■ AIM OF THE EXERCISE: Search the data for the word "SecondsFormat" and copy every line where it occurs.

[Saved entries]
◇ ◇ ◇ ◇

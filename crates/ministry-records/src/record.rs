//! Normalized record model
//!
//! Each subtype is a plain struct with explicit `Option` fields; the
//! duck-typed rows of the hosted backend are mapped onto these in
//! [`payload`](crate::payload) so call sites never check for key presence.

use crate::id::RecordId;
use crate::kind::RecordKind;
use crate::money::Money;
use crate::status::{DonationStatus, PartnershipStatus, Status};
use chrono::{DateTime, SecondsFormat, Utc};
use serde::{Deserialize, Serialize};

/// A donation captured by the payment integration
#[derive(Debug, Clone, PartialEq, Eq, Serialize, Deserialize)]
pub struct Donation {
    pub donor_name: String,
    pub email: String,
    pub amount: Money,
    /// Giving purpose (tithe, offering, project ...), used as category
    pub purpose: String,
    /// Gateway transaction reference
    pub reference: Option<String>,
    pub message: Option<String>,
    pub status: DonationStatus,
}

/// Ways a supporter can partner with the ministry
#[derive(Debug, Clone, Copy, PartialEq, Eq, PartialOrd, Ord, Hash, Serialize, Deserialize)]
#[serde(rename_all = "snake_case")]
pub enum PartnershipKind {
    Prayer,
    Financial,
    Volunteer,
    Media,
}

impl PartnershipKind {
    pub const ALL: [PartnershipKind; 4] =
        [Self::Prayer, Self::Financial, Self::Volunteer, Self::Media];

    #[inline]
    #[must_use]
    pub fn as_str(self) -> &'static str {
        match self {
            Self::Prayer => "prayer",
            Self::Financial => "financial",
            Self::Volunteer => "volunteer",
            Self::Media => "media",
        }
    }

    #[must_use]
    pub fn parse(value: &str) -> Option<Self> {
        let value = value.trim().to_lowercase();
        let value = value.strip_suffix("_partner").unwrap_or(value.as_str());
        Self::ALL.into_iter().find(|k| k.as_str() == value)
    }
}

/// Giving cadence of a financial pledge
#[derive(Debug, Clone, Copy, PartialEq, Eq, Hash, Serialize, Deserialize)]
#[serde(rename_all = "snake_case")]
pub enum PledgeFrequency {
    OneTime,
    Monthly,
    Quarterly,
    Yearly,
}

impl PledgeFrequency {
    pub const ALL: [PledgeFrequency; 4] =
        [Self::OneTime, Self::Monthly, Self::Quarterly, Self::Yearly];

    #[inline]
    #[must_use]
    pub fn as_str(self) -> &'static str {
        match self {
            Self::OneTime => "one_time",
            Self::Monthly => "monthly",
            Self::Quarterly => "quarterly",
            Self::Yearly => "yearly",
        }
    }

    #[must_use]
    pub fn parse(value: &str) -> Option<Self> {
        let value = value.trim().to_lowercase().replace([' ', '-'], "_");
        match value.as_str() {
            "once" | "onetime" => Some(Self::OneTime),
            "annually" | "annual" => Some(Self::Yearly),
            _ => Self::ALL.into_iter().find(|f| f.as_str() == value),
        }
    }
}

/// Financial details, present only for financial partners
#[derive(Debug, Clone, PartialEq, Eq, Serialize, Deserialize)]
pub struct FinancialPledge {
    pub amount: Money,
    pub frequency: PledgeFrequency,
}

/// Volunteer details, present only for volunteer partners
#[derive(Debug, Clone, PartialEq, Eq, Default, Serialize, Deserialize)]
pub struct VolunteerOffer {
    pub skills: Vec<String>,
    pub availability: Option<String>,
}

/// A partnership request from the public form
#[derive(Debug, Clone, PartialEq, Eq, Serialize, Deserialize)]
pub struct PartnershipRequest {
    pub full_name: String,
    pub email: String,
    pub phone: Option<String>,
    pub church: Option<String>,
    pub city: Option<String>,
    /// Selected partnership kinds, sorted and deduplicated
    pub kinds: Vec<PartnershipKind>,
    pub financial: Option<FinancialPledge>,
    pub volunteer: Option<VolunteerOffer>,
    pub message: Option<String>,
    pub status: PartnershipStatus,
}

/// An image shown in the public gallery
#[derive(Debug, Clone, PartialEq, Eq, Serialize, Deserialize)]
pub struct GalleryImage {
    pub title: String,
    pub description: Option<String>,
    pub category: String,
    pub image_url: String,
    pub alt_text: Option<String>,
}

/// Subtype payload of a record
#[derive(Debug, Clone, PartialEq, Eq, Serialize, Deserialize)]
#[serde(tag = "kind", rename_all = "snake_case")]
pub enum RecordBody {
    Donation(Donation),
    Partnership(PartnershipRequest),
    Gallery(GalleryImage),
}

/// The unit browsed by the console
#[derive(Debug, Clone, PartialEq, Eq, Serialize, Deserialize)]
pub struct Record {
    pub id: RecordId,
    pub created_at: DateTime<Utc>,
    pub body: RecordBody,
}

impl Record {
    #[inline]
    #[must_use]
    pub fn new(id: RecordId, created_at: DateTime<Utc>, body: RecordBody) -> Self {
        Self {
            id,
            created_at,
            body,
        }
    }

    #[inline]
    #[must_use]
    pub fn kind(&self) -> RecordKind {
        match self.body {
            RecordBody::Donation(_) => RecordKind::Donation,
            RecordBody::Partnership(_) => RecordKind::Partnership,
            RecordBody::Gallery(_) => RecordKind::Gallery,
        }
    }

    /// Current status; `None` for gallery images
    #[inline]
    #[must_use]
    pub fn status(&self) -> Option<Status> {
        match &self.body {
            RecordBody::Donation(d) => Some(d.status.into()),
            RecordBody::Partnership(p) => Some(p.status.into()),
            RecordBody::Gallery(_) => None,
        }
    }

    /// Overwrite the status in place
    ///
    /// Returns `false` (and changes nothing) when the status belongs to a
    /// different kind's vocabulary.
    pub fn set_status(&mut self, status: Status) -> bool {
        match (&mut self.body, status) {
            (RecordBody::Donation(d), Status::Donation(s)) => d.status = s,
            (RecordBody::Partnership(p), Status::Partnership(s)) => p.status = s,
            _ => return false,
        }
        true
    }

    /// Value of the kind's category field
    #[must_use]
    pub fn category(&self) -> Option<String> {
        self.kind().category_field().and_then(|f| self.field(f))
    }

    /// Short label for list rows and headings
    #[must_use]
    pub fn title(&self) -> &str {
        match &self.body {
            RecordBody::Donation(d) => &d.donor_name,
            RecordBody::Partnership(p) => &p.full_name,
            RecordBody::Gallery(g) => &g.title,
        }
    }

    /// Amount carried by the record, if any
    #[must_use]
    pub fn amount(&self) -> Option<&Money> {
        match &self.body {
            RecordBody::Donation(d) => Some(&d.amount),
            RecordBody::Partnership(p) => p.financial.as_ref().map(|f| &f.amount),
            RecordBody::Gallery(_) => None,
        }
    }

    /// Uniform by-name access used by search and export
    ///
    /// Absent optional values yield `None`; unknown names yield `None`.
    #[must_use]
    pub fn field(&self, name: &str) -> Option<String> {
        match name {
            "id" => return Some(self.id.to_string()),
            "created_at" => {
                return Some(self.created_at.to_rfc3339_opts(SecondsFormat::Secs, true));
            }
            "kind" => return Some(self.kind().as_str().to_string()),
            "status" => return self.status().map(|s| s.as_str().to_string()),
            _ => {}
        }
        match &self.body {
            RecordBody::Donation(d) => donation_field(d, name),
            RecordBody::Partnership(p) => partnership_field(p, name),
            RecordBody::Gallery(g) => gallery_field(g, name),
        }
    }
}

fn donation_field(d: &Donation, name: &str) -> Option<String> {
    match name {
        "donor_name" => Some(d.donor_name.clone()),
        "email" => Some(d.email.clone()),
        "amount" => Some(d.amount.to_decimal_string()),
        "currency" => Some(d.amount.currency.clone()),
        "purpose" => Some(d.purpose.clone()),
        "reference" => d.reference.clone(),
        "message" => d.message.clone(),
        _ => None,
    }
}

fn partnership_field(p: &PartnershipRequest, name: &str) -> Option<String> {
    match name {
        "full_name" => Some(p.full_name.clone()),
        "email" => Some(p.email.clone()),
        "phone" => p.phone.clone(),
        "church" => p.church.clone(),
        "city" => p.city.clone(),
        "partnership_types" => Some(
            p.kinds
                .iter()
                .map(|k| k.as_str())
                .collect::<Vec<_>>()
                .join("; "),
        ),
        "pledge_amount" => p.financial.as_ref().map(|f| f.amount.to_decimal_string()),
        "pledge_currency" => p.financial.as_ref().map(|f| f.amount.currency.clone()),
        "pledge_frequency" => p.financial.as_ref().map(|f| f.frequency.as_str().to_string()),
        "volunteer_skills" => p.volunteer.as_ref().map(|v| v.skills.join("; ")),
        "availability" => p.volunteer.as_ref().and_then(|v| v.availability.clone()),
        "message" => p.message.clone(),
        _ => None,
    }
}

fn gallery_field(g: &GalleryImage, name: &str) -> Option<String> {
    match name {
        "title" => Some(g.title.clone()),
        "description" => g.description.clone(),
        "category" => Some(g.category.clone()),
        "image_url" => Some(g.image_url.clone()),
        "alt_text" => g.alt_text.clone(),
        _ => None,
    }
}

◇ ◇ ◇ ◇

■ ANSWER AREA:
use chrono::{DateTime, SecondsFormat, Utc};
                return Some(self.created_at.to_rfc3339_opts(SecondsFormat::Secs, true));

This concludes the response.